Trump’s signing of the bill came just after the expiration of two pandemic-related unemployment benefits that the $900 billion bill has now renewed, though they’ll be delayed because of the wait on signing the bill.
Lawmakers from both parties had been putting pressure on Trump to sign the bill.
Despite Democrats’ efforts to pass an amendment for $2,000 payments, House Republicans broke with Trump and refused to pass that amount when the Democrats tried to do so via unanimous consent on Thursday (Dec. 24). Trump is expected to continue pushing for individual payments of $2,000, according to WSJ, and there’s a vote set for Monday (Dec. 29) on the idea. It’s unknown whether the Senate will pass the measure.
Republican Senator Pat Toomey, according to a Bloomberg report, said Trump wanted to “be remembered for advocating big checks,” but would cause “chaos and misery and erratic behavior if he allows this to expire.”

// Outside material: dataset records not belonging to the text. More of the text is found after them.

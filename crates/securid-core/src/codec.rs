//! Token string codec: `decode_token`/`encode_token`.
//!
//! The ctf string layout is `<version><serial><binary-payload><checksum>`.
//! `decode_token` never bounds the binary-payload read to the checksum
//! offset — it hands the whole string remainder to [`numinput_to_bits`],
//! exactly as the reference implementation's null-terminated-string
//! traversal does, so a short (v1, 71-character) token naturally yields a
//! binary payload missing its trailing bits (no `device_id_hash`) rather
//! than an out-of-bounds read.

use log::{debug, trace};

use crate::aes_block::encrypt_block;
use crate::bits::{bits_to_numoutput, get_bits, numinput_to_bits, set_bits};
use crate::constants::{
    AES_KEY_SIZE, BINENC_BITS, BINENC_OFS, CHECKSUM_BITS, CHECKSUM_CHARS, MAX_TOKEN_CHARS,
    MIN_TOKEN_CHARS, SERIAL_CHARS, VER_CHARS,
};
use crate::error::{Result, SecurIdError};
use crate::flags::Flags;
use crate::keyhash::generate_key_hash;
use crate::mac::short_mac;
use crate::token::Token;

/// Decode a ctf string into a [`Token`] with only its encrypted seed set.
pub fn decode_token(s: &str) -> Result<Token> {
    let len = s.len();
    if len < MIN_TOKEN_CHARS || len > MAX_TOKEN_CHARS || !s.is_ascii() {
        return Err(SecurIdError::BadLen);
    }

    let version = s.as_bytes()[0];
    if version != b'1' && version != b'2' {
        return Err(SecurIdError::TokenVersion);
    }

    let checksum_start = len - CHECKSUM_CHARS;
    let checksum_bytes = numinput_to_bits(&s[checksum_start..], CHECKSUM_BITS as u32);
    let token_mac = get_bits(&checksum_bytes, 0, CHECKSUM_BITS as u32) as u16;
    let computed_mac = short_mac(s[..checksum_start].as_bytes());
    if token_mac != computed_mac {
        debug!("decode_token: checksum mismatch");
        return Err(SecurIdError::ChecksumFailed);
    }

    let serial = s[VER_CHARS..VER_CHARS + SERIAL_CHARS].to_string();

    let d = numinput_to_bits(&s[BINENC_OFS..], BINENC_BITS as u32);
    let mut enc_seed = [0u8; AES_KEY_SIZE];
    enc_seed.copy_from_slice(&d[..AES_KEY_SIZE]);

    let flags = Flags::from_bits_retain(get_bits(&d, 128, 16) as u16);
    let exp_date = get_bits(&d, 144, 14) as u16;
    let dec_seed_hash = get_bits(&d, 159, 15) as u16;
    let device_id_hash = get_bits(&d, 174, 15) as u16;

    trace!("decode_token: serial={serial} flags={flags:?}");

    Ok(Token {
        serial,
        flags,
        exp_date,
        enc_seed: Some(enc_seed),
        dec_seed: None,
        dec_seed_hash,
        device_id_hash,
        is_smartphone: false,
        pin: String::new(),
        pinmode: 0,
    })
}

/// Re-encrypt `token`'s decrypted seed under `pass`/`devid` and render it
/// as a fresh v2 ctf string. An empty password or device id string is
/// treated as absent, matching the reference implementation.
pub fn encode_token(token: &Token, pass: Option<&str>, devid: Option<&str>) -> Result<String> {
    let pass = pass.filter(|p| !p.is_empty());
    let devid = devid.filter(|d| !d.is_empty());

    let dec_seed = token.dec_seed.ok_or(SecurIdError::General)?;
    let key_hash = generate_key_hash(pass, devid, token.is_smartphone)?;

    let mut flag_bits = token.flags.bits();
    flag_bits = if pass.is_some() {
        flag_bits | Flags::PASSPROT.bits()
    } else {
        flag_bits & !Flags::PASSPROT.bits()
    };
    flag_bits = if devid.is_some() {
        flag_bits | Flags::SNPROT.bits()
    } else {
        flag_bits & !Flags::SNPROT.bits()
    };

    let enc_seed = encrypt_block(&key_hash.key, &dec_seed);

    let mut d = vec![0u8; (BINENC_BITS + 7) / 8 + 1];
    d[..AES_KEY_SIZE].copy_from_slice(&enc_seed);
    set_bits(&mut d, 128, 16, flag_bits as u32);
    set_bits(&mut d, 144, 14, token.exp_date as u32);
    set_bits(&mut d, 159, 15, short_mac(&dec_seed) as u32);
    set_bits(&mut d, 174, 15, key_hash.device_id_hash as u32);

    let mut out = String::with_capacity(MAX_TOKEN_CHARS);
    out.push('2');
    out.push_str(&token.serial);
    out.push_str(&bits_to_numoutput(&d, BINENC_BITS as u32));

    let checksum = short_mac(out.as_bytes());
    let mut csum_buf = [0u8; 2];
    set_bits(&mut csum_buf, 0, CHECKSUM_BITS as u32, checksum as u32);
    out.push_str(&bits_to_numoutput(&csum_buf, CHECKSUM_BITS as u32));

    debug!("encode_token: serial={} len={}", token.serial, out.len());
    Ok(out)
}
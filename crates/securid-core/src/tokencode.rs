//! Tokencode generator: the five-round AES cascade that turns a decrypted
//! seed, a serial number, and the current time into a displayed code.

use chrono::{Datelike, Timelike};

use crate::aes_block::encrypt_block;
use crate::bits::bcd_write;
use crate::constants::AES_KEY_SIZE;
use crate::error::{Result, SecurIdError};
use crate::token::Token;

/// Build the per-round AES plaintext block: the first `k` bytes of
/// `bcd_time`, `0xaa`-padded out to byte 8, BCD-packed serial digits 4..11
/// in bytes 8..12, and `0xbb` in bytes 12..16.
fn key_material(bcd_time: &[u8; 8], k: usize, serial: &str) -> [u8; AES_KEY_SIZE] {
    let mut key = [0xaau8; AES_KEY_SIZE];
    key[..k].copy_from_slice(&bcd_time[..k]);
    key[12..16].copy_from_slice(&[0xbbu8; 4]);

    let serial_bytes = serial.as_bytes();
    for (slot, i) in (8..12).zip((4..12).step_by(2)) {
        let hi = serial_bytes[i] - b'0';
        let lo = serial_bytes[i + 1] - b'0';
        key[slot] = (hi << 4) | lo;
    }
    key
}

/// Compute the 8-digit (PIN-blended) tokencode for `token` at `now`.
///
/// Requires `token.dec_seed` to already be populated (see
/// [`crate::seed::decrypt_seed`] or [`crate::random::random_token`]).
pub fn compute_tokencode(token: &Token, now: i64) -> Result<String> {
    let seed = token.dec_seed.ok_or(SecurIdError::General)?;
    let dt = chrono::DateTime::from_timestamp(now, 0).ok_or(SecurIdError::General)?;

    let mut bcd_time = [0u8; 8];
    bcd_write(&mut bcd_time[0..2], dt.year() as u32, 2);
    bcd_write(&mut bcd_time[2..3], dt.month(), 1);
    bcd_write(&mut bcd_time[3..4], dt.day(), 1);
    bcd_write(&mut bcd_time[4..5], dt.hour(), 1);
    bcd_write(&mut bcd_time[5..6], dt.minute() & !0x03, 1);
    // bcd_time[6..8] stay zero.

    let serial = &token.serial;
    let r1 = encrypt_block(&seed, &key_material(&bcd_time, 2, serial));
    let r2 = encrypt_block(&r1, &key_material(&bcd_time, 3, serial));
    let r3 = encrypt_block(&r2, &key_material(&bcd_time, 4, serial));
    let r4 = encrypt_block(&r3, &key_material(&bcd_time, 5, serial));
    let r5 = encrypt_block(&r4, &key_material(&bcd_time, 8, serial));

    // r5 holds four consecutive tokencodes; pick the one for this minute.
    let slice = 4 * ((dt.minute() & 0x03) as usize);
    let tokencode = u32::from_be_bytes(r5[slice..slice + 4].try_into().unwrap());

    let pin_bytes = token.pin.as_bytes();
    let pin_len = pin_bytes.len();

    let mut digits = [0u8; 8];
    let mut value = tokencode;
    for i in 0..8 {
        let mut c = (value % 10) as u8;
        value /= 10;
        if i < pin_len {
            c += pin_bytes[pin_len - i - 1] - b'0';
        }
        digits[7 - i] = (c % 10) + b'0';
    }

    Ok(String::from_utf8(digits.to_vec()).unwrap())
}

#[cfg(test)]
mod tests {
    use super::*;
    use crate::constants::SECURID_EPOCH;
    use crate::flags::Flags;

    fn zero_seed_token(pin: &str) -> Token {
        Token {
            serial: "000000000000".to_string(),
            flags: Flags::empty(),
            exp_date: 0,
            enc_seed: None,
            dec_seed: Some([0u8; AES_KEY_SIZE]),
            dec_seed_hash: 0,
            device_id_hash: 0,
            is_smartphone: false,
            pin: pin.to_string(),
            pinmode: 0,
        }
    }

    // Known-answer vectors from an all-zero seed, serial "000000000000",
    // no PIN. Computed by hand-running this module's algorithm against an
    // AES-128-ECB reference rather than the actual hardware (no ground
    // truth device exists for an all-zero seed).
    #[test]
    fn known_answer_vectors_all_zero_seed() {
        let t = zero_seed_token("");
        assert_eq!(
            compute_tokencode(&t, SECURID_EPOCH).unwrap(),
            "44979261"
        );
        assert_eq!(
            compute_tokencode(&t, SECURID_EPOCH + 60).unwrap(),
            "89499364"
        );
        assert_eq!(
            compute_tokencode(&t, SECURID_EPOCH + 3600).unwrap(),
            "09439798"
        );
        assert_eq!(
            compute_tokencode(&t, SECURID_EPOCH + 86400).unwrap(),
            "62107774"
        );
    }

    #[test]
    fn pin_blends_into_low_order_digits() {
        let t = zero_seed_token("1234");
        assert_eq!(
            compute_tokencode(&t, SECURID_EPOCH).unwrap(),
            "44970495"
        );
    }

    #[test]
    fn empty_pin_leaves_tokencode_unchanged() {
        let with_empty_pin = zero_seed_token("");
        let with_no_pin = zero_seed_token("");
        assert_eq!(
            compute_tokencode(&with_empty_pin, SECURID_EPOCH).unwrap(),
            compute_tokencode(&with_no_pin, SECURID_EPOCH).unwrap()
        );
    }

    #[test]
    fn all_four_minutes_in_a_cascade_differ() {
        let t = zero_seed_token("");
        let mut codes = std::collections::HashSet::new();
        for minute_offset in 0..4 {
            codes.insert(compute_tokencode(&t, SECURID_EPOCH + minute_offset * 60).unwrap());
        }
        assert_eq!(codes.len(), 4);
    }

    #[test]
    fn missing_decrypted_seed_is_rejected() {
        let mut t = zero_seed_token("");
        t.dec_seed = None;
        assert_eq!(
            compute_tokencode(&t, SECURID_EPOCH),
            Err(SecurIdError::General)
        );
    }
}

Trump announced his objections via a video posted to his Twitter account last week, calling the agreed-upon $600 payments “ridiculously low” and a “disgrace.” During the negotiations between the two parties in the past few months, the matter of whether more individual checks would be sent at all was up in the air. Recently, Sens. Bernie Sanders and Josh Hawley pushed for new $1,200 checks to try and get the amount higher.